Carlos de Foucauld, en Camino de Misericordia

La hermana Lucile cuenta la experiencia de misericordia de Charles de Foucauld, quien tras abandonar la fe vuelve a sentir el abrazo del padre que lo recibe.

Por Lucile Gautron. Hermanita del Sagrado Corazón

Carlos de Foucauld, después de abandonar la fe, atraviesa un período de malestar y disipación, sintiéndose como «enloquecido». En ese momento, vive una experiencia personal muy fuerte de misericordia a través de sus seres queridos. «Yo vivía como puede vivirse cuando se ha apagado la última chispa de la fe… ¿A través de qué milagro la misericordia infinita de Dios me ha hecho regresar desde tan lejos? No puedo atribuirlo más que a una cosa, la bondad infinita de Aquel que ha dicho de Sí mismo “su misericordia es eterna”» (a Henri de Castries).

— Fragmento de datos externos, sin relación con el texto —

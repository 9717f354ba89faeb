//! # Structured Logging Module
//!
//! Environment-aware structured logging to the console and, optionally, to a
//! JSON log file, for following deciders and workers across processes.

use chrono::Utc;
use std::fs;
use std::path::PathBuf;
use std::process;
use std::sync::OnceLock;
use tracing::Subscriber;
use tracing_appender::non_blocking::WorkerGuard;
use tracing_subscriber::registry::LookupSpan;
use tracing_subscriber::{fmt, layer::SubscriberExt, util::SubscriberInitExt, EnvFilter, Layer};

use crate::config::LoggingConfig;
use crate::constants::ENVIRONMENT_VAR;

static LOGGER_INITIALIZED: OnceLock<Option<WorkerGuard>> = OnceLock::new();

/// Initialize structured logging; later calls are no-ops
pub fn init_structured_logging(config: &LoggingConfig) {
    LOGGER_INITIALIZED.get_or_init(|| {
        let environment = get_environment();
        let log_level = config
            .level
            .clone()
            .unwrap_or_else(|| get_log_level(&environment).to_string());
        let filter = || {
            EnvFilter::try_from_default_env().unwrap_or_else(|_| EnvFilter::new(&log_level))
        };

        let console = fmt::layer()
            .with_target(true)
            .with_thread_ids(true)
            .with_level(true)
            .with_ansi(true)
            .with_filter(filter());

        let (file, guard, log_path) = if config.file_output {
            match file_layer(config, &environment, filter()) {
                Some((layer, guard, path)) => (Some(layer), Some(guard), Some(path)),
                None => (None, None, None),
            }
        } else {
            (None, None, None)
        };

        let subscriber = tracing_subscriber::registry().with(console).with(file);

        // Another subscriber (e.g. a test harness) may already be installed
        if subscriber.try_init().is_err() {
            tracing::debug!("Global tracing subscriber already initialized - continuing with existing subscriber");
        }

        tracing::info!(
            pid = process::id(),
            environment = %environment,
            log_file = log_path.as_ref().map(|p| p.display().to_string()),
            "🔧 STRUCTURED LOGGING: Initialized"
        );

        guard
    });
}

/// Non-blocking file layer writing `{environment}.{pid}.{timestamp}.log` under
/// `config.directory`; `None` when the directory cannot be created
fn file_layer<S>(
    config: &LoggingConfig,
    environment: &str,
    filter: EnvFilter,
) -> Option<(Box<dyn Layer<S> + Send + Sync>, WorkerGuard, PathBuf)>
where
    S: Subscriber + for<'span> LookupSpan<'span>,
{
    let log_dir = PathBuf::from(&config.directory);
    if let Err(err) = fs::create_dir_all(&log_dir) {
        eprintln!(
            "Failed to create log directory {}: {err}",
            log_dir.display()
        );
        return None;
    }

    let pid = process::id();
    let timestamp = Utc::now().format("%Y%m%d_%H%M%S");
    let log_filename = format!("{environment}.{pid}.{timestamp}.log");
    let log_path = log_dir.join(&log_filename);

    let file_appender = tracing_appender::rolling::never(&log_dir, log_filename);
    let (file_writer, guard) = tracing_appender::non_blocking(file_appender);

    let layer = fmt::layer()
        .with_writer(file_writer)
        .with_target(true)
        .with_thread_ids(true)
        .with_level(true)
        .with_ansi(false);
    let layer = if config.json {
        layer.json().with_filter(filter).boxed()
    } else {
        layer.with_filter(filter).boxed()
    };
    Some((layer, guard, log_path))
}

/// Get current environment from environment variables
pub fn get_environment() -> String {
    std::env::var(ENVIRONMENT_VAR)
        .or_else(|_| std::env::var("APP_ENV"))
        .unwrap_or_else(|_| "development".to_string())
}

/// Get log level based on environment
fn get_log_level(environment: &str) -> &'static str {
    match environment {
        "production" => "info",
        _ => "debug",
    }
}

/// Log structured data for definition registration
pub fn log_registration_operation(
    operation: &str,
    domain: &str,
    kind: &str,
    name: &str,
    version: &str,
    details: Option<&str>,
) {
    tracing::info!(
        operation = %operation,
        domain = %domain,
        kind = %kind,
        name = %name,
        version = %version,
        details = details,
        timestamp = %Utc::now().to_rfc3339(),
        "📚 REGISTRATION_OPERATION"
    );
}

/// Log structured data for one decision task
pub fn log_decision_cycle(
    workflow_id: &str,
    run_id: &str,
    new_events: usize,
    decisions: &[&str],
    state: &str,
    cursor: usize,
) {
    tracing::info!(
        workflow_id = %workflow_id,
        run_id = %run_id,
        new_events = new_events,
        decisions = ?decisions,
        state = %state,
        cursor = cursor,
        timestamp = %Utc::now().to_rfc3339(),
        "🧭 DECISION_CYCLE"
    );
}

/// Log structured data for an activity dispatch outcome
pub fn log_activity_dispatch(
    activity: &str,
    activity_id: &str,
    workflow_id: &str,
    status: &str,
    duration_ms: Option<u64>,
    details: Option<&str>,
) {
    tracing::info!(
        activity = %activity,
        activity_id = %activity_id,
        workflow_id = %workflow_id,
        status = %status,
        duration_ms = duration_ms,
        details = details,
        timestamp = %Utc::now().to_rfc3339(),
        "🔧 ACTIVITY_DISPATCH"
    );
}

/// Log error with full context
pub fn log_error(component: &str, operation: &str, error: &str, context: Option<&str>) {
    tracing::error!(
        component = %component,
        operation = %operation,
        error = %error,
        context = context,
        timestamp = %Utc::now().to_rfc3339(),
        "❌ ERROR"
    );
}

#[cfg(test)]
mod tests {
    use super::*;

    #[test]
    fn test_log_level_mapping() {
        assert_eq!(get_log_level("test"), "debug");
        assert_eq!(get_log_level("development"), "debug");
        assert_eq!(get_log_level("production"), "info");
        assert_eq!(get_log_level("unknown"), "debug");
    }

    #[test]
    fn test_init_is_idempotent() {
        let config = LoggingConfig {
            level: Some("warn".to_string()),
            file_output: false,
            ..LoggingConfig::default()
        };
        init_structured_logging(&config);
        init_structured_logging(&config);
        assert!(LOGGER_INITIALIZED.get().is_some());
    }

    #[test]
    fn test_file_layer_writes_json_lines() {
        let dir = tempfile::TempDir::new().unwrap();
        let config = LoggingConfig {
            level: Some("info".to_string()),
            file_output: true,
            directory: dir.path().join("logs").display().to_string(),
            json: true,
        };

        let (layer, guard, path) =
            file_layer::<tracing_subscriber::Registry>(&config, "test", EnvFilter::new("info"))
                .expect("file layer");
        let subscriber = tracing_subscriber::registry().with(layer);
        tracing::subscriber::with_default(subscriber, || {
            tracing::info!(workflow_id = "wf-log", "decision recorded");
        });
        drop(guard);

        let file_name = path.file_name().unwrap().to_string_lossy().into_owned();
        assert!(file_name.starts_with("test."));
        let contents = fs::read_to_string(&path).unwrap();
        let line = contents.lines().next().expect("one log line");
        let event: serde_json::Value = serde_json::from_str(line).unwrap();
        assert_eq!(event["fields"]["message"], "decision recorded");
        assert_eq!(event["fields"]["workflow_id"], "wf-log");
    }

    #[test]
    fn test_init_with_file_output() {
        let dir = tempfile::TempDir::new().unwrap();
        let config = LoggingConfig {
            level: Some("info".to_string()),
            file_output: true,
            directory: dir.path().display().to_string(),
            json: false,
        };
        init_structured_logging(&config);
        assert!(LOGGER_INITIALIZED.get().is_some());
    }
}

En 1897, Carlos de Foucauld hace un retiro en Nazaret; al recorrer su vida, canta un himno a la misericordia de Dios hacia él: «¡Hay tanta misericordia, Dios mío! Misericordia de ayer, de hoy, de todos los instantes de mi vida, desde antes de mi nacimiento y desde antes de todos los tiempos. En esta misericordia estoy sumergido, ella me inunda, me cubre y me abraza por todas partes».

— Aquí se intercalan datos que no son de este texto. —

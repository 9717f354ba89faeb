//! # Definition Registry
//!
//! Idempotent registration of activity and workflow types.
//!
//! Definitions are immutable once created, so a changed set of options can
//! never update an existing `(name, version)`. Instead:
//!
//! ```text
//! same name, equal options exist  -> reuse that definition
//! same name, only other options   -> register next_version(greatest version)
//! no definition with that name    -> register version "1"
//! ```
//!
//! Two registrars racing for the same new version both recover: the loser sees
//! `TypeAlreadyExists`, re-reads the domain and tries again.

use std::sync::Arc;
use thiserror::Error;
use tracing::{debug, instrument};

use super::versioning::{compare_versions, next_version};
use crate::constants::MAX_REGISTRATION_ATTEMPTS;
use crate::logging::log_registration_operation;
use crate::messaging::{MessagingError, OrchestrationService};
use crate::models::{
    ActivityDefinition, ActivityOptions, DefinitionKey, DefinitionKind, RegisteredDefinition,
    WorkflowDefinition, WorkflowOptions, BASE_VERSION,
};

#[derive(Error, Debug, Clone, PartialEq)]
pub enum RegistryError {
    #[error("Messaging error during registration: {0}")]
    Messaging(#[from] MessagingError),

    #[error("Invalid {kind} name '{name}': {reason}")]
    InvalidName {
        kind: DefinitionKind,
        name: String,
        reason: String,
    },

    #[error("Could not register {kind} '{name}' after {attempts} attempts")]
    RegistrationConflict {
        kind: DefinitionKind,
        name: String,
        attempts: usize,
    },
}

pub type RegistryResult<T> = Result<T, RegistryError>;

/// Outcome of comparing requested options against existing definitions
#[derive(Debug, Clone, PartialEq, Eq)]
pub enum RegistrationPlan {
    Reuse(DefinitionKey),
    Register(DefinitionKey),
}

/// Decide how to register `name` with `options` given its existing versions
pub fn plan_registration<'a, O: PartialEq + 'a>(
    name: &str,
    options: &O,
    existing: impl IntoIterator<Item = (&'a DefinitionKey, &'a O)>,
) -> RegistrationPlan {
    let mut versions = Vec::new();
    for (key, existing_options) in existing {
        if key.name != name {
            continue;
        }
        if existing_options == options {
            return RegistrationPlan::Reuse(key.clone());
        }
        versions.push(key.version.as_str());
    }

    let Some(greatest) = versions
        .iter()
        .copied()
        .max_by(|a, b| compare_versions(a, b))
    else {
        return RegistrationPlan::Register(DefinitionKey::new(name, BASE_VERSION));
    };

    let mut candidate = next_version(greatest);
    while versions.contains(&candidate.as_str()) {
        candidate = next_version(&candidate);
    }
    RegistrationPlan::Register(DefinitionKey::new(name, candidate))
}

fn validate_name(kind: DefinitionKind, name: &str) -> RegistryResult<()> {
    let reason = if name.trim().is_empty() {
        Some("name must not be empty")
    } else if name.len() > 256 {
        Some("name must be at most 256 characters")
    } else if name.contains(':') || name.chars().any(char::is_control) {
        Some("name must not contain ':' or control characters")
    } else {
        None
    };

    match reason {
        Some(reason) => Err(RegistryError::InvalidName {
            kind,
            name: name.to_string(),
            reason: reason.to_string(),
        }),
        None => Ok(()),
    }
}

/// Registers definitions in one domain through the orchestration service
pub struct DefinitionRegistry {
    service: Arc<dyn OrchestrationService>,
    domain: String,
}

impl DefinitionRegistry {
    pub fn new(service: Arc<dyn OrchestrationService>, domain: impl Into<String>) -> Self {
        Self {
            service,
            domain: domain.into(),
        }
    }

    pub fn domain(&self) -> &str {
        &self.domain
    }

    /// Register an activity type, reusing an equal definition when one exists
    #[instrument(skip(self, options), fields(domain = %self.domain))]
    pub async fn register_activity(
        &self,
        name: &str,
        options: ActivityOptions,
    ) -> RegistryResult<ActivityDefinition> {
        validate_name(DefinitionKind::Activity, name)?;

        for attempt in 1..=MAX_REGISTRATION_ATTEMPTS {
            let existing: Vec<ActivityDefinition> = self
                .service
                .list_definitions(&self.domain)
                .await?
                .iter()
                .filter_map(RegisteredDefinition::as_activity)
                .cloned()
                .collect();

            let plan = plan_registration(
                name,
                &options,
                existing.iter().map(|d| (&d.key, &d.options)),
            );
            let key = match plan {
                RegistrationPlan::Reuse(key) => {
                    self.log("reuse", DefinitionKind::Activity, &key);
                    return Ok(ActivityDefinition { key, options });
                }
                RegistrationPlan::Register(key) => key,
            };

            let definition = ActivityDefinition {
                key,
                options: options.clone(),
            };
            match self
                .service
                .register_activity_definition(&self.domain, &definition)
                .await
            {
                Ok(()) => {
                    self.log("register", DefinitionKind::Activity, &definition.key);
                    return Ok(definition);
                }
                Err(MessagingError::TypeAlreadyExists { .. }) => {
                    debug!(attempt, key = %definition.key, "Version taken concurrently, retrying");
                }
                Err(err) => return Err(err.into()),
            }
        }

        Err(RegistryError::RegistrationConflict {
            kind: DefinitionKind::Activity,
            name: name.to_string(),
            attempts: MAX_REGISTRATION_ATTEMPTS,
        })
    }

    /// Register a workflow type, reusing an equal definition when one exists
    #[instrument(skip(self, options), fields(domain = %self.domain))]
    pub async fn register_workflow(
        &self,
        name: &str,
        options: WorkflowOptions,
    ) -> RegistryResult<WorkflowDefinition> {
        validate_name(DefinitionKind::Workflow, name)?;

        for attempt in 1..=MAX_REGISTRATION_ATTEMPTS {
            let existing: Vec<WorkflowDefinition> = self
                .service
                .list_definitions(&self.domain)
                .await?
                .iter()
                .filter_map(RegisteredDefinition::as_workflow)
                .cloned()
                .collect();

            let plan = plan_registration(
                name,
                &options,
                existing.iter().map(|d| (&d.key, &d.options)),
            );
            let key = match plan {
                RegistrationPlan::Reuse(key) => {
                    self.log("reuse", DefinitionKind::Workflow, &key);
                    return Ok(WorkflowDefinition { key, options });
                }
                RegistrationPlan::Register(key) => key,
            };

            let definition = WorkflowDefinition {
                key,
                options: options.clone(),
            };
            match self
                .service
                .register_workflow_definition(&self.domain, &definition)
                .await
            {
                Ok(()) => {
                    self.log("register", DefinitionKind::Workflow, &definition.key);
                    return Ok(definition);
                }
                Err(MessagingError::TypeAlreadyExists { .. }) => {
                    debug!(attempt, key = %definition.key, "Version taken concurrently, retrying");
                }
                Err(err) => return Err(err.into()),
            }
        }

        Err(RegistryError::RegistrationConflict {
            kind: DefinitionKind::Workflow,
            name: name.to_string(),
            attempts: MAX_REGISTRATION_ATTEMPTS,
        })
    }

    /// Look up one exact definition
    pub async fn find(
        &self,
        kind: DefinitionKind,
        key: &DefinitionKey,
    ) -> RegistryResult<Option<RegisteredDefinition>> {
        Ok(self
            .service
            .list_definitions(&self.domain)
            .await?
            .into_iter()
            .find(|d| d.kind() == kind && d.key() == key))
    }

    /// The greatest registered version of a name
    pub async fn latest(
        &self,
        kind: DefinitionKind,
        name: &str,
    ) -> RegistryResult<Option<RegisteredDefinition>> {
        Ok(self
            .service
            .list_definitions(&self.domain)
            .await?
            .into_iter()
            .filter(|d| d.kind() == kind && d.key().name == name)
            .max_by(|a, b| compare_versions(&a.key().version, &b.key().version)))
    }

    fn log(&self, operation: &str, kind: DefinitionKind, key: &DefinitionKey) {
        log_registration_operation(
            operation,
            &self.domain,
            &kind.to_string(),
            &key.name,
            &key.version,
            None,
        );
    }
}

Carlos de Foucauld se descubre envuelto por la misericordia de Dios a través de la actitud y la bondad de las personas cercanas a él, que no le juzgan, que le acogen sin reticencias. La misericordia de Dios será para él una luz a lo largo de su camino de encuentro con cada ser humano.

Después de su conversión, ya enraizado en el amor de Dios, Carlos de Foucauld aspira a ser testigo, un testigo silencioso de la bondad de Dios. Quiere predicar el «Evangelio de la bondad» a través de su vida, de su propio ser. Para él, ser misericordioso consiste en recibir él mismo la misericordia de Dios y, simultáneamente, convertirse en reflejo de esta misericordia que se derrama «sobre buenos y malos».

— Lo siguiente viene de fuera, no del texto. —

//! # Decider State Machine
//!
//! Pure, history-driven state of a workflow execution as the decider sees it.
//! Nothing in here performs I/O; the orchestration layer feeds events in and
//! forwards the resulting decisions.

pub mod errors;
pub mod execution_state_machine;
pub mod states;

pub use errors::{StateMachineError, StateMachineResult};
pub use execution_state_machine::ExecutionStateMachine;
pub use states::DeciderState;
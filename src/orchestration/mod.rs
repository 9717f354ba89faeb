//! # Orchestration
//!
//! The decider side of the workflow.
//!
//! - **Decider**: replays an execution history through the state machine and
//!   returns only the decisions the latest events call for
//! - **WorkflowCoordinator**: long-polls decision tasks, runs the decider and
//!   answers each task exactly once
//!
//! Neither keeps state between decision tasks, so any number of coordinators
//! can be started, stopped and restarted against the same task list.

pub mod coordinator;
pub mod decider;

pub use coordinator::{CoordinatorStats, WorkflowCoordinator, WorkflowCoordinatorConfig};
pub use decider::{Decider, DecisionOutcome};
//! # Decider
//!
//! Turns a decision task into decisions. The full history is replayed into a
//! fresh [`ExecutionStateMachine`] every time; decisions produced by events the
//! previous decision task already answered are dropped, so the result depends
//! only on the history, never on which decider process handles the task.

use std::collections::HashMap;
use std::sync::Arc;
use tracing::debug;

use crate::messaging::DecisionTask;
use crate::models::{Decision, DefinitionKey, Pipeline};
use crate::state_machine::{
    DeciderState, ExecutionStateMachine, StateMachineError, StateMachineResult,
};

/// Decisions for one decision task plus where the execution stands
#[derive(Debug, Clone, PartialEq)]
pub struct DecisionOutcome {
    pub decisions: Vec<Decision>,
    pub state: DeciderState,
    pub cursor: usize,
    pub new_events: usize,
}

#[derive(Debug, Clone, Default)]
pub struct Decider {
    pipelines: HashMap<DefinitionKey, Arc<Pipeline>>,
}

impl Decider {
    pub fn new() -> Self {
        Self::default()
    }

    pub fn with_pipeline(mut self, workflow_type: DefinitionKey, pipeline: Arc<Pipeline>) -> Self {
        self.register(workflow_type, pipeline);
        self
    }

    pub fn register(&mut self, workflow_type: DefinitionKey, pipeline: Arc<Pipeline>) {
        self.pipelines.insert(workflow_type, pipeline);
    }

    pub fn pipeline(&self, workflow_type: &DefinitionKey) -> Option<&Arc<Pipeline>> {
        self.pipelines.get(workflow_type)
    }

    pub fn decide(&self, task: &DecisionTask) -> StateMachineResult<DecisionOutcome> {
        let pipeline = self.pipelines.get(&task.workflow_type).ok_or_else(|| {
            StateMachineError::UnknownWorkflowType {
                workflow_type: task.workflow_type.clone(),
            }
        })?;

        let mut machine = ExecutionStateMachine::new(Arc::clone(pipeline));
        let mut decisions = Vec::new();
        let mut new_events = 0;

        for event in &task.events {
            let produced = machine.apply(event)?;
            if event.event_id > task.previous_started_event_id {
                new_events += 1;
                decisions.extend(produced);
            } else if !produced.is_empty() {
                debug!(
                    event_id = event.event_id,
                    discarded = produced.len(),
                    "Discarding decisions already made by an earlier decision task"
                );
            }
        }

        Ok(DecisionOutcome {
            decisions,
            state: machine.state(),
            cursor: machine.cursor(),
            new_events,
        })
    }
}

«Felices los misericordiosos porque recibirán misericordia. Ser misericordioso es lo contrario de ser duro e implacable. Es tener la bondad de un corazón que no guarda sombra alguna de resentimiento contra quienes le hacen mal, sino que, al contrario, devuelve bien por mal, que es indulgente hacia la falta de los demás porque conoce el barro del que somos formados. Es inclinar el corazón, tierna y caritativamente, hacia las miserias de los demás: hacia los tristes para consolar; hacia los ignorantes para aportar luz; hacia los necesitados para dar y curar… Acompañemos y consolemos a quienes nadie acompaña ni consuela».

Sin embargo, aunque Carlos de Foucauld se compromete enteramente en este camino, la misericordia no es en él algo innato: se muestra intolerante hacia Mardoqueo, que no responde a sus exigencias durante su exploración de Marruecos; es duro e impaciente con el hermano Michel, a quien esperaba como compañero pero que no colma todas sus expectativas. El hermano Carlos necesita tiempo y fracasos para llegar a ser misericordioso.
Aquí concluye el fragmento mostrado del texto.